AUTHOR=He Wenwu , Wang Chenghao , Li Changding , Nie Xin , Li Haojun , Li Jialong , Zhao Na , Chen Haijun , Miao Xiaojie , Han Yongtao , Peng Lin , Leng Xuefeng TITLE=The efficacy and safety of neoadjuvant immunotherapy in resectable locally advanced esophageal squamous cell carcinoma: A systematic review and meta-analysis JOURNAL=Frontiers in Immunology VOLUME=14 YEAR=2023 URL=https://www.frontiersin.org/journals/immunology/articles/10.3389/fimmu.2023.1118902 DOI=10.3389/fimmu.2023.1118902 ISSN=1664-3224 ABSTRACT=Objective

This systematic review and meta-analysis aimed to explore the efficacy and safety of neoadjuvant immunotherapy in patients with resectable locally advanced esophageal squamous cell carcinoma (ESCC).

Background

Several studies have reported the outcomes of neoadjuvant immunotherapy in patients with ESCC. However, phase 3 randomized controlled trials (RCTs) with long-term outcomes and the comparison of different therapeutic strategies are lacking.

Methods

Studies involving patients with advanced ESCC treated with preoperative neoadjuvant immune checkpoint inhibitors (ICIs) were searched through PubMed, Embase, and Cochrane Library up to July 1, 2022. The outcomes were presented as proportions and pooled respectively by fixed or random effect model depending on the heterogeneity between studies. All analyses were performed using the R packages meta 5.5-0 and meta-for 3.4-0.

Results

Thirty trials involving 1406 patients were included in the meta-analysis. The pooled pathological complete response (pCR) rate for neoadjuvant immunotherapy was 0.30 (95% confidence interval [CI]: 0.26–0.33). The pCR rate of neoadjuvant immunotherapy combined with chemoradiotherapy (nICRT) was significantly higher than that of neoadjuvant immunotherapy combined with chemotherapy (nICT) (nICRT: 0.48, 95% CI: 0.31–0.65; nICT: 0.29, 95% CI: 0.26–0.33; p=0.03). No significant difference in efficacy was observed between the different chemotherapy agents and treatment cycles.
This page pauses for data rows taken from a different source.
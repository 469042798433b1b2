//! Crawl coordinator - ties a page session to the traversal engine
//!
//! This module owns the crawl lifecycle:
//! - Starting the page session selected by configuration
//! - Running the search and chapter phases
//! - Assembling the book
//! - Closing the session on every exit path

use crate::config::Config;
use crate::crawler::assembler::assemble;
use crate::crawler::engine::{StopReason, TraversalEngine};
use crate::crawler::extractor::SiteRules;
use crate::crawler::model::{Book, BookQuery};
use crate::session::{start_session, PageSession};
use crate::TrawlerError;
use std::time::Instant;

/// Terminal outcome of a crawl
#[derive(Debug, Clone, PartialEq, Eq)]
pub enum CrawlOutcome {
    /// The book was found and walked
    Found(Book),
    /// The search page listed no book
    NotFound,
}

/// Crawls one book through `session`, then closes the session
///
/// The session is closed exactly once whether the crawl succeeds or fails. A
/// crawl error takes precedence over a close error.
///
/// # Arguments
///
/// * `session` - A freshly started page session
/// * `rules` - Compiled site parsing rules
/// * `query` - The book to search for
/// * `max_chapters` - Hop cap for the chapter walk
pub async fn crawl<S: PageSession + ?Sized>(
    session: &mut S,
    rules: &SiteRules,
    query: &BookQuery,
    max_chapters: u32,
) -> Result<CrawlOutcome, TrawlerError> {
    let outcome = crawl_book(session, rules, query, max_chapters).await;
    let closed = session.close().await;

    match (outcome, closed) {
        (Ok(outcome), Ok(())) => Ok(outcome),
        (Ok(_), Err(e)) => Err(e.into()),
        (Err(e), closed) => {
            if let Err(close_error) = closed {
                tracing::warn!("Failed to close page session: {}", close_error);
            }
            Err(e)
        }
    }
}

/// Search phase followed by the chapter walk
async fn crawl_book<S: PageSession + ?Sized>(
    session: &mut S,
    rules: &SiteRules,
    query: &BookQuery,
    max_chapters: u32,
) -> Result<CrawlOutcome, TrawlerError> {
    let mut engine = TraversalEngine::new(session, rules, max_chapters);

    let search = engine.search(query).await?;
    if !search.is_found() {
        tracing::warn!("No book found for '{}'", query);
        return Ok(CrawlOutcome::NotFound);
    }

    let walk = engine.walk(search.next_url.clone()).await?;
    tracing::info!(
        "Walk finished after {} pages with {} chapters ({})",
        walk.hops,
        walk.chapters.len(),
        describe_stop(walk.stop)
    );

    Ok(CrawlOutcome::Found(assemble(search, walk.chapters)))
}

fn describe_stop(stop: StopReason) -> &'static str {
    match stop {
        StopReason::EndOfChain => "no previous chapter link",
        StopReason::Cycle => "duplicate chapter link",
        StopReason::EndOfBook => "page without chapter title",
        StopReason::BudgetExhausted => "chapter limit reached",
    }
}

/// Runs a complete crawl for `query` using `config`
///
/// Compiles the site rules, starts the configured page session and crawls the
/// book. Navigation failures abort the crawl and are returned after the session
/// has been closed.
pub async fn run_crawl(config: &Config, query: &str) -> Result<CrawlOutcome, TrawlerError> {
    let query = BookQuery::new(query)?;
    let rules = SiteRules::from_config(&config.site)?;

    tracing::info!("Starting crawl for '{}'", query);
    let started = Instant::now();

    let mut session = start_session(&config.session).await?;
    let result = crawl(&mut *session, &rules, &query, config.crawler.max_chapters).await;

    match &result {
        Ok(_) => tracing::info!("Crawl finished in {:.1}s", started.elapsed().as_secs_f64()),
        Err(TrawlerError::Session(e)) if e.is_navigation() => {
            tracing::error!("Navigation failed, crawl aborted: {}", e)
        }
        Err(e) => tracing::error!("Crawl failed: {}", e),
    }

    result
}
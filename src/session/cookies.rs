//! Pre-seeded cookie helpers shared by the session backends

use crate::config::CookieConfig;
use chrono::{DateTime, Utc};
use url::Url;

/// Expiry to hand to a session backend
///
/// A cookie that has already expired at `now` is still seeded, as a session
/// cookie with no expiry; a backend given the past date would drop it. The same
/// applies to a timestamp outside chrono's range.
pub fn seed_expiry(cookie: &CookieConfig, now: DateTime<Utc>) -> Option<DateTime<Utc>> {
    if is_expired(cookie, now) {
        tracing::warn!(
            "Cookie '{}' for {} expired before this crawl started, sending it without an expiry",
            cookie.name,
            cookie.domain
        );
        return None;
    }
    DateTime::<Utc>::from_timestamp_millis(cookie.expires)
}

/// Formats a cookie record as a `Set-Cookie` header value
///
/// Expiry is rendered as an RFC 1123 date, see [`seed_expiry`].
pub fn set_cookie_header(cookie: &CookieConfig, now: DateTime<Utc>) -> String {
    let mut header = format!(
        "{}={}; Domain={}; Path={}",
        cookie.name, cookie.value, cookie.domain, cookie.path
    );

    if let Some(expires) = seed_expiry(cookie, now) {
        header.push_str(&format!(
            "; Expires={}",
            expires.format("%a, %d %b %Y %H:%M:%S GMT")
        ));
    }

    if cookie.secure {
        header.push_str("; Secure");
    }

    if cookie.http_only {
        header.push_str("; HttpOnly");
    }

    header
}

/// URL a cookie is scoped to, used to seed a cookie jar
pub(crate) fn cookie_url(cookie: &CookieConfig) -> Result<Url, url::ParseError> {
    let scheme = if cookie.secure { "https" } else { "http" };
    let host = cookie.domain.trim_start_matches('.');
    Url::parse(&format!("{}://{}{}", scheme, host, cookie.path))
}

/// Returns true if the cookie's expiry is at or before `now`
pub fn is_expired(cookie: &CookieConfig, now: DateTime<Utc>) -> bool {
    cookie.expires <= now.timestamp_millis()
}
The incidences of grade 1–2 and 3–4 treatment-related adverse events (TRAEs) were 0.71 (95% CI: 0.56–0.84) and 0.16 (95% CI: 0.09–0.25), respectively. Patients treated with nICRT and carboplatin had a higher incidence of grade 3–4 TRAEs compared with those treated with nICT (nICRT: 0.46, 95% CI: 0.17–0.77; nICT: 0.14, 95% CI: 0.07–0.22; p=0.03) and cisplatin (carboplatin: 0.33, 95% CI: 0.15–0.53; cisplatin: 0.04, 95% CI: 0.01–0.09; p<0.01).

Conclusion

Neoadjuvant immunotherapy has good efficacy and safety profiles in patients with locally advanced ESCC. Additional RCTs with long-term survival data are warranted.